Welcome to our Mattress Forum! :)

It is always a pleasure to deal with people who are doing their due diligence and taking the time to assess several possibilities. Good to see you’ve been in touch for input with Latex Mattress Factory(LMF)
who is a veteran Trusted member of our site and also a TMU mattress expert with their own dedicated forum .

I would, however, like to get as close as possible to something similar. Wife kind of likes the feel of memory foam and I don't mind it, but I don't want to run in to the permanent imprint problem.

It would be hard to get something similar to the 3 FD / 3 MD / 3 ST recommended by LMF because the materials you use are different and will behave differently even in a similar construction. But I do understand your budget restraints and see that you are down to a few good options.

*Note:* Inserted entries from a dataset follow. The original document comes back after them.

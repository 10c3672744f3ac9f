/// Per-method reply queues shared by the handlers

use std::collections::{HashMap, VecDeque};
use std::path::Path;

use serde_json::Value;
use thiserror::Error;
use tokio::sync::Mutex;

use crate::types::{RecordedCall, Reply};

#[derive(Debug, Error)]
pub enum ScriptError {
    #[error("Failed to read script file: {0}")]
    Io(#[from] std::io::Error),

    #[error("Invalid script file: {0}")]
    Json(#[from] serde_json::Error),
}

#[derive(Debug, Default)]
struct ScriptState {
    queues: HashMap<String, VecDeque<Reply>>,
    fallbacks: HashMap<String, Reply>,
    calls: Vec<RecordedCall>,
}

/// Scripted JSON-RPC backend
///
/// Queued replies are served first, in order. Once a method's queue is
/// empty its fallback reply (if any) is served on every call.
#[derive(Debug, Default)]
pub struct Script {
    state: Mutex<ScriptState>,
}

impl Script {
    pub fn new() -> Self {
        Self::default()
    }

    /// Load fallback replies from a JSON file of `{ "method": reply }`
    pub fn from_file(path: impl AsRef<Path>) -> Result<Self, ScriptError> {
        let content = std::fs::read_to_string(path)?;
        let fallbacks: HashMap<String, Reply> = serde_json::from_str(&content)?;
        Ok(Self {
            state: Mutex::new(ScriptState {
                fallbacks,
                ..Default::default()
            }),
        })
    }

    pub async fn push(&self, method: &str, reply: Reply) {
        self.state
            .lock()
            .await
            .queues
            .entry(method.to_string())
            .or_default()
            .push_back(reply);
    }

    pub async fn push_result(&self, method: &str, result: Value) {
        self.push(method, Reply::Result(result)).await;
    }

    pub async fn push_error(&self, method: &str, code: i64, message: &str) {
        self.push(
            method,
            Reply::Error {
                code,
                message: message.to_string(),
            },
        )
        .await;
    }

    /// Reply served whenever `method` has nothing queued
    pub async fn set_fallback(&self, method: &str, reply: Reply) {
        self.state
            .lock()
            .await
            .fallbacks
            .insert(method.to_string(), reply);
    }

    /// Record the call and pick its reply
    pub async fn next_reply(&self, method: &str, params: Option<Value>) -> Option<Reply> {
        let mut state = self.state.lock().await;
        state.calls.push(RecordedCall {
            method: method.to_string(),
            params,
        });

        if let Some(reply) = state.queues.get_mut(method).and_then(VecDeque::pop_front) {
            return Some(reply);
        }
        state.fallbacks.get(method).cloned()
    }

    pub async fn calls(&self) -> Vec<RecordedCall> {
        self.state.lock().await.calls.clone()
    }

    pub async fn call_count(&self, method: &str) -> usize {
        self.state
            .lock()
            .await
            .calls
            .iter()
            .filter(|call| call.method == method)
            .count()
    }
}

I’ll start with “other ideas” to build a (10”) foam latex combo which would have 4” of soft foams for comfort layers. While this configuration may work well for you and your wife's side sleeping positions may not be that appropriate for your spinal alignment when sleeping on your back-and especially for your wife’s prone sleeping. Memory foam is creating a nice cradle that is good for pressure relief but does not have the resilience of latex. Memory Foam’s density is directly related to MF durability. so I'd make sure that it meets the mattress durability guidelines here . The denser the foam is the more durable In your case (with 22 & 24 BMIs Normal ranges) a 4lbs layer is sufficient but you’ll most likely have an issue if you are looking for a responsive material. Memory foam is well known for its low responsiveness and low resiliency. This can be an issue for those who change positions often or are sensitive to the time it takes for the memory foam to conform to their new position as it can create short-term "pressure" while it forms a new "cradle". Again, different types of memory foams will take shorter or longer to conform to a new position. This "time to compress" or "rebound" that changes with temperature is both part of memory foam's strength for some (creates a "stable cradle") and its weakness for others (doesn't conform to new positions quickly enough or feels too firm). Some people may also be sensitive to a lack of resiliency or "pushback" which allows them to change positions more easily with a little "help" from the mattress and helps to support the lumbar area.

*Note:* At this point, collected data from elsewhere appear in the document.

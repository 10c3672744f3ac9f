//! Soroban contract lifecycle: install, deploy, invoke and restore
//!
//! This crate turns high level contract intents into signed, funded Soroban
//! transactions. Every submission goes through the same two-phase protocol:
//! a simulation that computes fees, footprint and authorization, then a
//! signed send. When referenced ledger state has expired, a restore
//! transaction can be interposed before the real one.
//!
//! # Architecture
//!
//! - **Address derivation**: deterministic contract address from deployer, salt and network
//! - **Liveness**: TTL checks for contract code and instances
//! - **Transaction assembly**: preconditions, operations, fee and Soroban extension
//! - **Simulation**: dry run and write-back of its output
//! - **Completion polling**: bounded `getTransaction` polling with backoff
//! - **Contract**: the lifecycle operations built on all of the above
//!
//! # Example
//!
//! ```ignore
//! use std::sync::Arc;
//! use soroban_lifecycle::{Contract, Keypair, NetworkConfig, Signer, SorobanClient};
//!
//! let client = SorobanClient::new(NetworkConfig::testnet());
//! let keypair = Arc::new(Keypair::random());
//! client.fund(&keypair.account_id()).await?;
//! let source = Arc::new(client.get_account(&keypair.account_id()).await?.source_account());
//!
//! let contract = Contract::builder()
//!     .wasm(std::fs::read("hello.wasm")?)
//!     .salt("hello")
//!     .client(client)
//!     .source_account(source)
//!     .signer(keypair)
//!     .build();
//!
//! let sent = contract.install().await?;
//! contract.wait_for_completion(&sent.hash, 10).await?.into_result()?;
//!
//! let sent = contract.deploy().await?;
//! contract.wait_for_completion(&sent.hash, 10).await?.into_result()?;
//!
//! let sent = contract
//!     .invoke()
//!     .function("hello")
//!     .symbol("world")
//!     .restore_and_send()
//!     .await?;
//! ```

// Public modules
pub mod account;
pub mod address;
pub mod client;
pub mod config;
pub mod contract;
pub mod error;
pub mod invoke;
pub mod keys;
pub mod liveness;
pub mod poller;
pub mod rpc;
pub mod simulation;
pub mod transaction;
pub mod types;

// Re-exports for convenience
pub use account::{AccountInfo, SourceAccount};
pub use address::{contract_strkey, derive_contract_address, network_id};
pub use client::SorobanClient;
pub use config::{NetworkConfig, MIN_BASE_FEE};
pub use contract::{Contract, ContractBuilder};
pub use error::{Error, Field, Result};
pub use invoke::InvokeBuilder;
pub use keys::{parse_account_id, Keypair, Signer};
pub use liveness::Liveness;
pub use poller::{Completion, CompletionPoller};
pub use rpc::{HttpTransport, RpcClient, RpcRequest, RpcResponse, Transport};
pub use transaction::{Attachment, OperationKind, TimeBounds, TransactionAssembler};
pub use types::{
    GetLedgerEntriesResult, GetTransactionResult, SendStatus, SendTransactionResult,
    SimulateTransactionResult, TransactionStatus,
};

// Re-export the XDR crate so callers build arguments with the same version
pub use stellar_xdr;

Latex however It is very resilient (it returns a high percentage of the energy of compression instead of absorbing it like memory foam which has very low resilience) so it can enhance the "feel" of the mattress by making it more responsive and more adaptable to different body profiles and sleeping positions rather than the less responsive feeling of memory foam or the stiffer and less adaptable characteristics of polyfoam.

I like the Ultra budget 6-inch foam and 3 inch dunlop topper, but i've had other inputs telling me that it may still be too firm and that I'd need a medium transition layer between the base and soft top.

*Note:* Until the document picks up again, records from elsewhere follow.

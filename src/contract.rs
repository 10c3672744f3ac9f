//! Contract lifecycle: install, deploy, invoke and restore
//!
//! A [`Contract`] bundles the wasm code (or its hash), the deployment salt,
//! the RPC client, the source account and the signer. Each lifecycle
//! operation validates the fields it needs before touching the network,
//! builds a single Soroban operation, simulates it and submits the result.
//!
//! Submissions return as soon as the node accepts the transaction. Use
//! [`Contract::wait_for_completion`] to learn the execution outcome.

use std::sync::{Arc, OnceLock};

use sha2::{Digest, Sha256};
use stellar_xdr::curr::{
    LedgerFootprint, LedgerKey, Limits, ReadXdr, ScAddress, ScVal, SorobanResources,
    SorobanTransactionData, SorobanTransactionDataExt,
};

use crate::account::SourceAccount;
use crate::address::{contract_id_preimage, derive_contract_address};
use crate::client::SorobanClient;
use crate::invoke::InvokeBuilder;
use crate::keys::Signer;
use crate::liveness::{self, Liveness};
use crate::poller::{Completion, CompletionPoller};
use crate::transaction::{OperationKind, TimeBounds, TransactionAssembler};
use crate::types::SendTransactionResult;
use crate::{Error, Field, Result};

/// Default validity window of lifecycle transactions, in seconds
pub const DEFAULT_TX_TIMEOUT_SECS: u64 = 30;

/// Builder for [`Contract`]
#[derive(Default)]
pub struct ContractBuilder {
    wasm: Option<Vec<u8>>,
    wasm_hash: Option<[u8; 32]>,
    salt: Option<[u8; 32]>,
    client: Option<SorobanClient>,
    source: Option<Arc<SourceAccount>>,
    signer: Option<Arc<dyn Signer>>,
    address: Option<ScAddress>,
    tx_timeout_secs: Option<u64>,
}

impl ContractBuilder {
    /// Compiled contract code; also sets the wasm hash
    pub fn wasm(mut self, wasm: impl Into<Vec<u8>>) -> Self {
        let wasm = wasm.into();
        self.wasm_hash = Some(Sha256::digest(&wasm).into());
        self.wasm = Some(wasm);
        self
    }

    /// Hash of code that is already installed
    pub fn wasm_hash(mut self, wasm_hash: [u8; 32]) -> Self {
        self.wasm_hash = Some(wasm_hash);
        self
    }

    /// Deployment salt; the sha256 of the string is used
    pub fn salt(mut self, salt: &str) -> Self {
        self.salt = Some(Sha256::digest(salt.as_bytes()).into());
        self
    }

    /// Raw 32-byte deployment salt
    pub fn salt_bytes(mut self, salt: [u8; 32]) -> Self {
        self.salt = Some(salt);
        self
    }

    pub fn client(mut self, client: SorobanClient) -> Self {
        self.client = Some(client);
        self
    }

    pub fn source_account(mut self, source: Arc<SourceAccount>) -> Self {
        self.source = Some(source);
        self
    }

    pub fn signer(mut self, signer: Arc<dyn Signer>) -> Self {
        self.signer = Some(signer);
        self
    }

    /// Address of an existing contract; skips derivation
    pub fn address(mut self, address: ScAddress) -> Self {
        self.address = Some(address);
        self
    }

    pub fn tx_timeout_secs(mut self, secs: u64) -> Self {
        self.tx_timeout_secs = Some(secs);
        self
    }

    pub fn build(self) -> Contract {
        let tx_timeout_secs = self.tx_timeout_secs.unwrap_or_else(|| {
            self.client
                .as_ref()
                .map_or(DEFAULT_TX_TIMEOUT_SECS, |client| client.config().tx_timeout_secs)
        });
        let address = OnceLock::new();
        if let Some(known) = self.address {
            let _ = address.set(known);
        }

        Contract {
            wasm: self.wasm,
            wasm_hash: self.wasm_hash,
            salt: self.salt,
            client: self.client,
            source: self.source,
            signer: self.signer,
            address,
            tx_timeout_secs,
        }
    }
}

/// A contract and everything needed to manage its lifecycle
pub struct Contract {
    wasm: Option<Vec<u8>>,
    wasm_hash: Option<[u8; 32]>,
    salt: Option<[u8; 32]>,
    client: Option<SorobanClient>,
    source: Option<Arc<SourceAccount>>,
    signer: Option<Arc<dyn Signer>>,
    address: OnceLock<ScAddress>,
    tx_timeout_secs: u64,
}

impl Contract {
    /// Start building a contract
    ///
    /// # Example
    ///
    /// ```ignore
    /// let contract = Contract::builder()
    ///     .wasm(wasm_bytes)
    ///     .salt("hello")
    ///     .client(client)
    ///     .source_account(source)
    ///     .signer(keypair)
    ///     .build();
    ///
    /// let sent = contract.install().await?;
    /// contract.wait_for_completion(&sent.hash, 10).await?;
    /// ```
    pub fn builder() -> ContractBuilder {
        ContractBuilder::default()
    }

    pub fn wasm_hash(&self) -> Option<&[u8; 32]> {
        self.wasm_hash.as_ref()
    }

    pub(crate) fn require_client(&self) -> Result<&SorobanClient> {
        self.client.as_ref().ok_or(Error::MissingField(Field::Client))
    }

    pub(crate) fn require_source(&self) -> Result<&Arc<SourceAccount>> {
        self.source.as_ref().ok_or(Error::MissingField(Field::Source))
    }

    pub(crate) fn require_signer(&self) -> Result<&Arc<dyn Signer>> {
        self.signer.as_ref().ok_or(Error::MissingField(Field::Signer))
    }

    fn require_wasm_hash(&self) -> Result<&[u8; 32]> {
        self.wasm_hash
            .as_ref()
            .ok_or(Error::MissingField(Field::WasmHash))
    }

    fn require_salt(&self) -> Result<&[u8; 32]> {
        self.salt.as_ref().ok_or(Error::MissingField(Field::Salt))
    }

    /// Contract address, derived on first use and cached afterwards
    ///
    /// Requires source account, client and salt unless the address was given.
    pub fn address(&self) -> Result<&ScAddress> {
        if let Some(address) = self.address.get() {
            return Ok(address);
        }

        let source = self.require_source()?;
        let client = self.require_client()?;
        let salt = self.require_salt()?;

        let derived = derive_contract_address(source.account_id(), salt, client.passphrase())?;
        // A concurrent caller may have won the race with the same value
        let _ = self.address.set(derived);
        self.address
            .get()
            .ok_or_else(|| Error::Config("contract address could not be cached".to_string()))
    }

    /// Ledger key of the contract code
    pub fn code_key(&self) -> Result<LedgerKey> {
        Ok(liveness::code_key(self.require_wasm_hash()?))
    }

    /// Ledger key of the contract instance
    pub fn instance_key(&self) -> Result<LedgerKey> {
        self.require_wasm_hash()?;
        Ok(liveness::instance_key(self.address()?))
    }

    pub async fn is_code_alive(&self) -> Result<Liveness> {
        let client = self.require_client()?;
        liveness::is_code_alive(client, self.require_wasm_hash()?).await
    }

    pub async fn is_instance_alive(&self) -> Result<Liveness> {
        let client = self.require_client()?;
        self.require_wasm_hash()?;
        liveness::is_instance_alive(client, self.address()?).await
    }

    /// Code and instance both have TTL left
    pub async fn is_alive(&self) -> Result<bool> {
        let client = self.require_client()?;
        let wasm_hash = self.require_wasm_hash()?;
        liveness::is_alive(client, wasm_hash, self.address()?).await
    }

    /// Upload the contract wasm
    ///
    /// Requires client, source account, signer and wasm.
    pub async fn install(&self) -> Result<SendTransactionResult> {
        self.require_client()?;
        self.require_source()?;
        self.require_signer()?;
        let wasm = self.wasm.as_ref().ok_or(Error::MissingField(Field::Wasm))?;

        log::info!("🚀 Installing contract wasm ({} bytes)", wasm.len());
        self.simulate_and_send(OperationKind::Upload { wasm: wasm.clone() })
            .await
    }

    /// Create a contract instance from installed code
    ///
    /// Requires client, source account, signer, wasm hash and salt. Fails with
    /// `Error::CodeNeedsRestore` when the code has no TTL left.
    pub async fn deploy(&self) -> Result<SendTransactionResult> {
        self.require_client()?;
        let source = self.require_source()?;
        self.require_signer()?;
        let wasm_hash = *self.require_wasm_hash()?;
        let salt = self.require_salt()?;

        log::info!("🚀 Deploying contract from code {}", hex::encode(wasm_hash));
        if !self.is_code_alive().await?.alive {
            log::error!("   ❌ Wasm code has no TTL left");
            return Err(Error::CodeNeedsRestore);
        }

        let preimage = contract_id_preimage(source.account_id(), salt)?;
        self.simulate_and_send(OperationKind::Create {
            preimage,
            wasm_hash,
        })
        .await
    }

    /// Start building a function invocation
    pub fn invoke(&self) -> InvokeBuilder<'_> {
        InvokeBuilder::new(self)
    }

    /// Restore the contract code and instance
    ///
    /// Requires client, source account, signer, wasm hash and salt (or address).
    pub async fn restore(&self) -> Result<SendTransactionResult> {
        self.require_client()?;
        self.require_source()?;
        self.require_signer()?;
        let read_write = vec![self.code_key()?, self.instance_key()?];

        log::info!("♻️  Restoring contract code and instance");
        let data = SorobanTransactionData {
            ext: SorobanTransactionDataExt::V0,
            resources: SorobanResources {
                footprint: LedgerFootprint {
                    read_only: Default::default(),
                    read_write: read_write.try_into()?,
                },
                instructions: 0,
                disk_read_bytes: 0,
                write_bytes: 0,
            },
            resource_fee: 0,
        };

        let mut tx = self.assembler(OperationKind::Restore)?.soroban_data(data);
        tx.simulate().await?;
        tx.finalize_and_send().await
    }

    /// Poll until the transaction leaves `NOT_FOUND` or attempts run out
    pub async fn wait_for_completion(&self, hash: &str, max_attempts: u32) -> Result<Completion> {
        let client = self.require_client()?;
        CompletionPoller::new(client.clone())
            .wait(hash, max_attempts)
            .await
    }

    pub(crate) async fn wait_for_restore(&self, hash: &str) -> Result<()> {
        let attempts = self.require_client()?.config().restore_poll_attempts;
        match self.wait_for_completion(hash, attempts).await? {
            Completion::Completed(result) => {
                log::info!("   ✓ Restore {} finished: {:?}", hash, result.status)
            }
            Completion::Inconclusive { .. } => {
                log::warn!("⚠️  Restore {} unresolved, continuing", hash)
            }
        }
        Ok(())
    }

    /// Simulate and send an invocation, restoring archived data when allowed
    pub(crate) async fn invoke_function(
        &self,
        function: &str,
        args: Vec<ScVal>,
        restore: bool,
    ) -> Result<SendTransactionResult> {
        let contract = self.address()?.clone();
        let mut tx = self.assembler(OperationKind::Invoke {
            contract,
            function: function.to_string(),
            args,
        })?;

        let simulation = tx.simulate().await?;
        if let (true, Some(preamble)) = (
            simulation.requires_restore(),
            simulation.restore_preamble.as_ref(),
        ) {
            if !restore {
                log::error!("   ❌ Contract data has no TTL left");
                return Err(Error::ContractDataNeedsRestore);
            }

            log::info!("♻️  Restoring archived contract data before invoking");
            let data = SorobanTransactionData::from_xdr_base64(
                &preamble.transaction_data,
                Limits::none(),
            )?;
            let min_base_fee = self.require_client()?.min_base_fee();
            let base_fee = preamble
                .min_resource_fee
                .checked_add(i64::from(min_base_fee))
                .and_then(|fee| u32::try_from(fee).ok())
                .ok_or_else(|| Error::assembly("restore fee does not fit in u32"))?;

            let restore_tx = self
                .assembler(OperationKind::Restore)?
                .soroban_data(data)
                .base_fee(base_fee);
            let sent = restore_tx.finalize_and_send().await?;
            self.wait_for_restore(&sent.hash).await?;
        }

        tx.finalize_and_send().await
    }

    async fn simulate_and_send(&self, operation: OperationKind) -> Result<SendTransactionResult> {
        let mut tx = self.assembler(operation)?;
        tx.simulate().await?;
        tx.finalize_and_send().await
    }

    fn assembler(&self, operation: OperationKind) -> Result<TransactionAssembler> {
        Ok(TransactionAssembler::new()
            .client(self.require_client()?.clone())
            .source_account(self.require_source()?.clone())
            .signer(self.require_signer()?.clone())
            .operation(operation)
            .time_bounds(TimeBounds::timeout(self.tx_timeout_secs)))
    }
}

impl std::fmt::Debug for Contract {
    fn fmt(&self, f: &mut std::fmt::Formatter<'_>) -> std::fmt::Result {
        f.debug_struct("Contract")
            .field("wasm_len", &self.wasm.as_ref().map(Vec::len))
            .field("wasm_hash", &self.wasm_hash.map(hex::encode))
            .field("source", &self.source.as_ref().map(|s| s.account_id()))
            .field("address", &self.address.get())
            .field("tx_timeout_secs", &self.tx_timeout_secs)
            .finish()
    }
}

It is impossible to say for sure how firm or soft would feel for each individual as it depends on far too many variables some of which are personal and can’t be quantified. This firmness/softness balance could accommodate well the back and prone sleeping without compromising the neutral alignment and still be soft enough for the side sleeping (You are both light enough to not bottom out on the firmer layer below).

Build 3: "Foam Latex Hybrid" would be closer to what the LMF recommended. Even so, I'd carefully assess the posture and alignment as it relates to your back and prone sleeping. Support should be your primary concern as it is not that easy to fix it if you get it wrong. The most important goal of a suitable mattress is to support the spine and joints in neutral alignment in all your sleeping positions so that the muscles and other tissues can fully relax and not work during the night to maintain good alignment.

I've also had input that with our body weights that we would do well to not have coils because it would be too firm, which was why I was excited thinking about a less expensive and more responsive foam base.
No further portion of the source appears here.